Filter this data down to the lines that hold "RevisionDiscarded", and copy them.

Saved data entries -

======

// src/services/resolution_service.rs
//
// Resolution Service
//
// Turns scanned identities into one outcome per logical submission.
//
// CRITICAL RULES:
// - Consumes the scan outcome, never touches the filesystem
// - Every group yields exactly one GroupOutcome (resolved XOR ambiguous)
// - An ambiguous group is terminal; it never blocks other groups
// - Deterministic: same input → same output
// - Idempotent: running twice produces identical results and identical events
//
// ORDER PER GROUP:
// 1. Detect filing problems (metadata conflict, unknown category, unparseable sibling)
// 2. Select the latest revision (a tie is one more reason)
// 3. Any reason → AmbiguityReport, otherwise ResolvedGroup

use std::sync::Arc;

use crate::domain::{
    AmbiguityReport, DiscardedRevision, GroupOutcome, ParseFailure, ResolvedGroup,
    SubmissionGroup,
};
use crate::error::AppResult;
use crate::events::{
    AmbiguityDetected, EventBus, ResolutionBatchCompleted, RevisionDiscarded, SubmissionResolved,
};
use crate::services::ambiguity_detector;
use crate::services::grouping_service::group_identities;
use crate::services::revision_resolver::select_latest;
use crate::services::scan_service::ScanOutcome;

// ============================================================================
// RESOLUTION BATCH
// ============================================================================

/// Outcome of one resolution pass over a scanned tree
#[derive(Debug, Clone, PartialEq, Eq)]
pub struct ResolutionBatch {
    /// One entry per group, in first-seen order
    pub outcomes: Vec<GroupOutcome>,

    /// Files rejected by the parser, in scan order
    pub unparseable: Vec<ParseFailure>,
}

impl ResolutionBatch {
    pub fn resolved(&self) -> impl Iterator<Item = &ResolvedGroup> {
        self.outcomes.iter().filter_map(GroupOutcome::resolved)
    }

    pub fn ambiguous(&self) -> impl Iterator<Item = &AmbiguityReport> {
        self.outcomes.iter().filter_map(GroupOutcome::ambiguity)
    }

    pub fn discarded(&self) -> impl Iterator<Item = &DiscardedRevision> {
        self.resolved().flat_map(|group| group.discarded.iter())
    }

    pub fn resolved_count(&self) -> usize {
        self.resolved().count()
    }

    pub fn ambiguous_count(&self) -> usize {
        self.ambiguous().count()
    }
}

// ============================================================================
// RESOLUTION SERVICE
// ============================================================================

pub struct ResolutionService {
    event_bus: Arc<EventBus>,
}

impl ResolutionService {
    pub fn new(event_bus: Arc<EventBus>) -> Self {
        Self { event_bus }
    }

    /// Group the scanned identities and resolve every group
    pub fn resolve(&self, scan: ScanOutcome) -> AppResult<ResolutionBatch> {
        let groups = group_identities(scan.identities)?;
        let total_groups = groups.len();

        let outcomes: Vec<GroupOutcome> = groups
            .iter()
            .map(|group| {
                let outcome = resolve_group(group, &scan.failures);
                self.emit_outcome_events(&outcome);
                outcome
            })
            .collect();

        let batch = ResolutionBatch {
            outcomes,
            unparseable: scan.failures,
        };

        log::info!(
            "Resolved {} of {} submissions; {} held for review, {} unparseable files",
            batch.resolved_count(),
            total_groups,
            batch.ambiguous_count(),
            batch.unparseable.len()
        );

        self.event_bus.emit(ResolutionBatchCompleted::new(
            total_groups,
            batch.resolved_count(),
            batch.ambiguous_count(),
            batch.unparseable.len(),
        ));

        Ok(batch)
    }

    fn emit_outcome_events(&self, outcome: &GroupOutcome) {
        match outcome {
            GroupOutcome::Resolved(group) => {
                let key = group.key.to_string();
                for discarded in &group.discarded {
                    self.event_bus.emit(RevisionDiscarded::new(
                        key.clone(),
                        discarded.path.clone(),
                        discarded.revision,
                        discarded.kept_revision,
                    ));
                }
                self.event_bus.emit(SubmissionResolved::new(
                    key,
                    group.kept.path.clone(),
                    group.kept.revision,
                    group.discarded.len(),
                ));
            }
            GroupOutcome::Ambiguous(report) => {
                let reasons: Vec<String> = report
                    .reasons
                    .iter()
                    .map(|reason| format!("{}: {}", reason.taxonomy(), reason))
                    .collect();
                log::warn!("Holding {} for review: {}", report.key, reasons.join("; "));
                self.event_bus.emit(AmbiguityDetected::new(
                    report.key.to_string(),
                    reasons,
                    report.paths.clone(),
                ));
            }
        }
    }
}

/// Resolve one group against the run's parse failures
pub fn resolve_group(group: &SubmissionGroup, failures: &[ParseFailure]) -> GroupOutcome {
    let mut reasons = ambiguity_detector::detect(group, failures);

    let selection = select_latest(group);
    match selection {
        Ok(resolved) if reasons.is_empty() => return GroupOutcome::Resolved(resolved),
        Ok(_) => {}
        Err(tie) => reasons.push(tie),
    }

    GroupOutcome::Ambiguous(AmbiguityReport {
        key: group.key().clone(),
        reasons,
        paths: group.paths(),
    })
}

======

EXPECTED ANSWER -
    AmbiguityDetected, EventBus, ResolutionBatchCompleted, RevisionDiscarded, SubmissionResolved,
                    self.event_bus.emit(RevisionDiscarded::new(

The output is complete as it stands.